(Saved data entries)
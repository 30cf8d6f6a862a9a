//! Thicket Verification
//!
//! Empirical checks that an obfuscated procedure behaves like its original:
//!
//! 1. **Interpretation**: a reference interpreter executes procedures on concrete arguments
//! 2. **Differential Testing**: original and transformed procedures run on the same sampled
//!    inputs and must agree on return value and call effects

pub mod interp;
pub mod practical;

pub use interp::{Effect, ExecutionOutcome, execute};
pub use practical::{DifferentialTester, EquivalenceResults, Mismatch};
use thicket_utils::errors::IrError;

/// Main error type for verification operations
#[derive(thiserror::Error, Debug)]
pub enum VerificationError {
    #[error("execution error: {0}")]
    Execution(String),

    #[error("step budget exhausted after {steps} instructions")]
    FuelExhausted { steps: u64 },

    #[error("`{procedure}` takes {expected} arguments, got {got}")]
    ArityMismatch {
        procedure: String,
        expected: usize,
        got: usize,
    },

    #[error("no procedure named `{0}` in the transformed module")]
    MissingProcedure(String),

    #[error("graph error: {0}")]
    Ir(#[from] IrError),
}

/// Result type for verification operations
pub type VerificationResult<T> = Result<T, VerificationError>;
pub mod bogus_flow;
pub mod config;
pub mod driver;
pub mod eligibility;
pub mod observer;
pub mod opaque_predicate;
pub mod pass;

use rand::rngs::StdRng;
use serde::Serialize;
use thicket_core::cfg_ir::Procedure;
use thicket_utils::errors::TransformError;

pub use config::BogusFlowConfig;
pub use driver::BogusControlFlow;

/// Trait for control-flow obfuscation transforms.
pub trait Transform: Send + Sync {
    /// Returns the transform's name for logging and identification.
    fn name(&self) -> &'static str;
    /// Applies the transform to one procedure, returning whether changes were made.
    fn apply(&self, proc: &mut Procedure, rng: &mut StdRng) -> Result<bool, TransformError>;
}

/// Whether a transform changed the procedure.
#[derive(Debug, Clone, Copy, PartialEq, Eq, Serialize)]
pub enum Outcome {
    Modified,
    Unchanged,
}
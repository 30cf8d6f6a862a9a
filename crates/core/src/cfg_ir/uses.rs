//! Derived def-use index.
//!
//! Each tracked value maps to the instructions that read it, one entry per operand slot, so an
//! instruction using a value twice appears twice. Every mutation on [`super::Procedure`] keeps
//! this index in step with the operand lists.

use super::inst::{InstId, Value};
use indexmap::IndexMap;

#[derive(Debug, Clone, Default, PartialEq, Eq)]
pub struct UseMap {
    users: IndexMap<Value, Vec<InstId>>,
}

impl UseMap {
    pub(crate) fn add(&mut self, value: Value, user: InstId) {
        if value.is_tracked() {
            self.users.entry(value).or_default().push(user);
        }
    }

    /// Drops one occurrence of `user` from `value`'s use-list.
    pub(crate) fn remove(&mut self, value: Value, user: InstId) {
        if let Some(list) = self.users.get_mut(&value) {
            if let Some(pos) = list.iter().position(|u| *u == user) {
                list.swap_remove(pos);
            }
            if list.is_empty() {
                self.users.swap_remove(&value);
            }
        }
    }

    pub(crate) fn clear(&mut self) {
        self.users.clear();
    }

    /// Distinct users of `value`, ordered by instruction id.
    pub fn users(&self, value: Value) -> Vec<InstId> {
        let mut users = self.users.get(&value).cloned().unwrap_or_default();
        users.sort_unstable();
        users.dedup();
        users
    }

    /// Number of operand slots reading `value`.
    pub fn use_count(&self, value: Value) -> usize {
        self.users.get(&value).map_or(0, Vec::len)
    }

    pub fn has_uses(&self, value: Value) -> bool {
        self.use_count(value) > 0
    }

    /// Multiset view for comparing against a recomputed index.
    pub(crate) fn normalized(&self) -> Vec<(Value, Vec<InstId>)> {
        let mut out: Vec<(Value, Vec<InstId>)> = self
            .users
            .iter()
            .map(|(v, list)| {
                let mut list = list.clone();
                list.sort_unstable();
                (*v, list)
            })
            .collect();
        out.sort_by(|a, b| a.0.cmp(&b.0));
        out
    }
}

- Work item:
A complete, exact copy of the entries above is what is wanted.

- Solution to the exercise:
repository 30cf8d6f6a862a9a
//! Thicket Verification
//!
//! Empirical checks that an obfuscated procedure behaves like its original:
//!
//! 1. **Interpretation**: a reference interpreter executes procedures on concrete arguments
//! 2. **Differential Testing**: original and transformed procedures run on the same sampled
//!    inputs and must agree on return value and call effects

pub mod interp;
pub mod practical;

pub use interp::{Effect, ExecutionOutcome, execute};
pub use practical::{DifferentialTester, EquivalenceResults, Mismatch};
use thicket_utils::errors::IrError;

/// Main error type for verification operations
#[derive(thiserror::Error, Debug)]
pub enum VerificationError {
    #[error("execution error: {0}")]
    Execution(String),

    #[error("step budget exhausted after {steps} instructions")]
    FuelExhausted { steps: u64 },

    #[error("`{procedure}` takes {expected} arguments, got {got}")]
    ArityMismatch {
        procedure: String,
        expected: usize,
        got: usize,
    },

    #[error("no procedure named `{0}` in the transformed module")]
    MissingProcedure(String),

    #[error("graph error: {0}")]
    Ir(#[from] IrError),
}

/// Result type for verification operations
pub type VerificationResult<T> = Result<T, VerificationError>;
pub mod bogus_flow;
pub mod config;
pub mod driver;
pub mod eligibility;
pub mod observer;
pub mod opaque_predicate;
pub mod pass;

use rand::rngs::StdRng;
use serde::Serialize;
use thicket_core::cfg_ir::Procedure;
use thicket_utils::errors::TransformError;

pub use config::BogusFlowConfig;
pub use driver::BogusControlFlow;

/// Trait for control-flow obfuscation transforms.
pub trait Transform: Send + Sync {
    /// Returns the transform's name for logging and identification.
    fn name(&self) -> &'static str;
    /// Applies the transform to one procedure, returning whether changes were made.
    fn apply(&self, proc: &mut Procedure, rng: &mut StdRng) -> Result<bool, TransformError>;
}

/// Whether a transform changed the procedure.
#[derive(Debug, Clone, Copy, PartialEq, Eq, Serialize)]
pub enum Outcome {
    Modified,
    Unchanged,
}
repository 30cf8d6f6a862a9a
filename crates/core/src/cfg_ir/uses.rs
//! Derived def-use index.
//!
//! Each tracked value maps to the instructions that read it, one entry per operand slot, so an
//! instruction using a value twice appears twice. Every mutation on [`super::Procedure`] keeps
//! this index in step with the operand lists.

use super::inst::{InstId, Value};
use indexmap::IndexMap;

#[derive(Debug, Clone, Default, PartialEq, Eq)]
pub struct UseMap {
    users: IndexMap<Value, Vec<InstId>>,
}

impl UseMap {
    pub(crate) fn add(&mut self, value: Value, user: InstId) {
        if value.is_tracked() {
            self.users.entry(value).or_default().push(user);
        }
    }

    /// Drops one occurrence of `user` from `value`'s use-list.
    pub(crate) fn remove(&mut self, value: Value, user: InstId) {
        if let Some(list) = self.users.get_mut(&value) {
            if let Some(pos) = list.iter().position(|u| *u == user) {
                list.swap_remove(pos);
            }
            if list.is_empty() {
                self.users.swap_remove(&value);
            }
        }
    }

    pub(crate) fn clear(&mut self) {
        self.users.clear();
    }

    /// Distinct users of `value`, ordered by instruction id.
    pub fn users(&self, value: Value) -> Vec<InstId> {
        let mut users = self.users.get(&value).cloned().unwrap_or_default();
        users.sort_unstable();
        users.dedup();
        users
    }

    /// Number of operand slots reading `value`.
    pub fn use_count(&self, value: Value) -> usize {
        self.users.get(&value).map_or(0, Vec::len)
    }

    pub fn has_uses(&self, value: Value) -> bool {
        self.use_count(value) > 0
    }

    /// Multiset view for comparing against a recomputed index.
    pub(crate) fn normalized(&self) -> Vec<(Value, Vec<InstId>)> {
        let mut out: Vec<(Value, Vec<InstId>)> = self
            .users
            .iter()
            .map(|(v, list)| {
                let mut list = list.clone();
                list.sort_unstable();
                (*v, list)
            })
            .collect();
        out.sort_by(|a, b| a.0.cmp(&b.0));
        out
    }
}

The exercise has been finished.